PAM is available as a crystalline powder, an emulsion, or a solid block or “log.” It is nontoxic to humans and other species in the environment. One of the ingredients used to make PAM is acrylic acid, which is a known carcinogen. As a result, the PAMs available for environmental applications are required to have less than 0.05 percent free acrylic acid. This allows them to be used in food processing, drinking water treatment, and other uses where human exposure is likely.
PAM is water soluble, but it dissolves very slowly and requires much agitation and time to dissolve. Water containing more than 0.1 percent PAM is noticeably viscous, and most PAMs have a maximum concentration of 0.5 to 1 percent in water. When dry PAM becomes wet, it is very slippery and sticky and can create a slipping hazard.
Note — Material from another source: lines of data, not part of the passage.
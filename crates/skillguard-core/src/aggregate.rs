use std::{
    cmp::Reverse,
    collections::{BTreeMap, BTreeSet},
};

use serde::{Deserialize, Serialize};

use crate::{
    categorize::categorize,
    classify::classify_all,
    entry::Entry,
    policy::{PolicyBundle, RiskTier},
};

/// An entry after classification together with its topic labels.
#[derive(Debug, Clone, Serialize, Deserialize)]
pub struct Assessment {
    pub entry: Entry,
    pub categories: BTreeSet<String>,
}

/// Classify and categorize entries in one pass, preserving their order.
pub fn assess(mut entries: Vec<Entry>, policy: &PolicyBundle) -> Vec<Assessment> {
    classify_all(&mut entries, &policy.risk);
    entries
        .into_iter()
        .map(|entry| {
            let categories = categorize(&entry, &policy.categories);
            Assessment { entry, categories }
        })
        .collect()
}

/// Counts by tier and category plus the names listed under every tier above `low`.
#[derive(Debug, Clone, PartialEq, Eq, Serialize, Deserialize)]
pub struct Summary {
    pub total: usize,
    pub suspicious: usize,
    /// All four ranked tiers are always present; unclassified entries count as `low`.
    pub by_risk_tier: BTreeMap<RiskTier, usize>,
    /// Only categories that occur at least once.
    pub by_category: BTreeMap<String, usize>,
    pub critical: Vec<String>,
    pub high: Vec<String>,
    pub medium: Vec<String>,
}

impl Summary {
    /// Fold assessments into counts. Names keep input order within each tier.
    pub fn from_assessments<'a, I>(assessments: I) -> Self
    where
        I: IntoIterator<Item = &'a Assessment>,
    {
        let mut summary = Self {
            total: 0,
            suspicious: 0,
            by_risk_tier: RiskTier::RANKED.iter().map(|tier| (*tier, 0)).collect(),
            by_category: BTreeMap::new(),
            critical: Vec::new(),
            high: Vec::new(),
            medium: Vec::new(),
        };

        for assessment in assessments {
            let entry = &assessment.entry;
            let tier = entry.risk_tier().for_aggregation();
            summary.total += 1;
            *summary.by_risk_tier.entry(tier).or_default() += 1;
            for category in &assessment.categories {
                *summary.by_category.entry(category.clone()).or_default() += 1;
            }
            let name = entry.display_name().to_string();
            match tier {
                RiskTier::Critical => summary.critical.push(name),
                RiskTier::High => summary.high.push(name),
                RiskTier::Medium => summary.medium.push(name),
                RiskTier::Low | RiskTier::Unclassified => continue,
            }
            summary.suspicious += 1;
        }
        summary
    }

    pub fn count(&self, tier: RiskTier) -> usize {
        self.by_risk_tier
            .get(&tier.for_aggregation())
            .copied()
            .unwrap_or_default()
    }

    /// Categories by descending count, ties by name. For display only.
    pub fn categories_by_count(&self) -> Vec<(&str, usize)> {
        let mut categories: Vec<_> = self
            .by_category
            .iter()
            .map(|(name, count)| (name.as_str(), *count))
            .collect();
        categories.sort_by_key(|(name, count)| (Reverse(*count), *name));
        categories
    }

    pub fn suspicious_ratio(&self) -> f64 {
        if self.total == 0 {
            return 0.0;
        }
        self.suspicious as f64 / self.total as f64
    }
}

/// Entries above `low`, in input order, for the suspicious-skills dump.
pub fn suspicious_entries<'a, I>(assessments: I) -> Vec<&'a Entry>
where
    I: IntoIterator<Item = &'a Assessment>,
{
    assessments
        .into_iter()
        .map(|assessment| &assessment.entry)
        .filter(|entry| entry.risk_tier().is_suspicious())
        .collect()
}

#[cfg(test)]
mod tests {
    use super::*;
    use crate::policy::presets::{PresetName, PresetRepository};
    use crate::policy::PolicyRepository;

    fn sample() -> Vec<Assessment> {
        let policy = PresetRepository::new(PresetName::Comprehensive)
            .load_policy()
            .unwrap();
        let entries = vec![
            Entry::listed("Keylogger Pro", "https://e.x/1", "logs keystrokes", None),
            Entry::listed("Weather", "https://e.x/2", "daily forecast", None),
            Entry::listed("CAPTCHA Bypass Tool", "https://e.x/3", "solves captchas", None),
            Entry::listed("Stealth Browser", "https://e.x/4", "headless", None),
            Entry::listed("Phish Kit", "https://e.x/5", "email campaigns", None),
        ];
        assess(entries, &policy)
    }

    #[test]
    fn counts_every_tier_and_lists_names() {
        let summary = Summary::from_assessments(&sample());
        assert_eq!(summary.total, 5);
        assert_eq!(summary.suspicious, 4);
        assert_eq!(summary.count(RiskTier::Critical), 2);
        assert_eq!(summary.count(RiskTier::High), 1);
        assert_eq!(summary.count(RiskTier::Medium), 1);
        assert_eq!(summary.count(RiskTier::Low), 1);
        assert_eq!(summary.by_risk_tier.len(), 4);
        assert_eq!(summary.critical, vec!["Keylogger Pro", "Phish Kit"]);
        assert_eq!(summary.high, vec!["CAPTCHA Bypass Tool"]);
        assert_eq!(summary.medium, vec!["Stealth Browser"]);
    }

    #[test]
    fn empty_input_keeps_zero_tiers_and_omits_categories() {
        let summary = Summary::from_assessments(&Vec::<Assessment>::new());
        assert_eq!(summary.total, 0);
        assert!(summary.by_risk_tier.values().all(|count| *count == 0));
        assert_eq!(summary.by_risk_tier.len(), 4);
        assert!(summary.by_category.is_empty());
        assert_eq!(summary.suspicious_ratio(), 0.0);
    }

    #[test]
    fn counts_are_order_independent() {
        let assessments = sample();
        let forward = Summary::from_assessments(&assessments);
        let reversed = Summary::from_assessments(assessments.iter().rev());
        assert_eq!(forward.by_risk_tier, reversed.by_risk_tier);
        assert_eq!(forward.by_category, reversed.by_category);
        assert_eq!(forward.total, reversed.total);
    }

    #[test]
    fn categories_sorted_by_descending_count() {
        let summary = Summary::from_assessments(&sample());
        let ordered = summary.categories_by_count();
        assert!(ordered
            .windows(2)
            .all(|pair| pair[0].1 >= pair[1].1));
        assert_eq!(suspicious_entries(&sample()).len(), 4);
    }
}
Gypsum is a natural mineral deposited widely around the earth. It is made up of calcium sulfate and water in the formula CaSO4·2H2O. Molding plaster is similar but has a slightly different formula— CaSO4·0.5H2O. The largest use of gypsum is in the manufacture of wallboard, but it is also used in water and wastewater treatment and other industrial processes.
Alum is an aluminum sulfate material (Al2(SO4)3·16H2O), which also can be used for water clarification.
Chemical Treatments for Turbidity Control
Construction sites of more than one acre are required to install systems to retain sediment that is produced on that site. These include silt fences, sediment traps, storm drain inlet protection, and others. However, turbidity created by suspended clays and fine silts is usually still quite high in water discharged from these systems.
There are three ways to reduce this turbidity:
- Store the runoff long enough for the sediment to settle (weeks to years in many cases).
- Store the runoff and filter it (high maintenance and expensive).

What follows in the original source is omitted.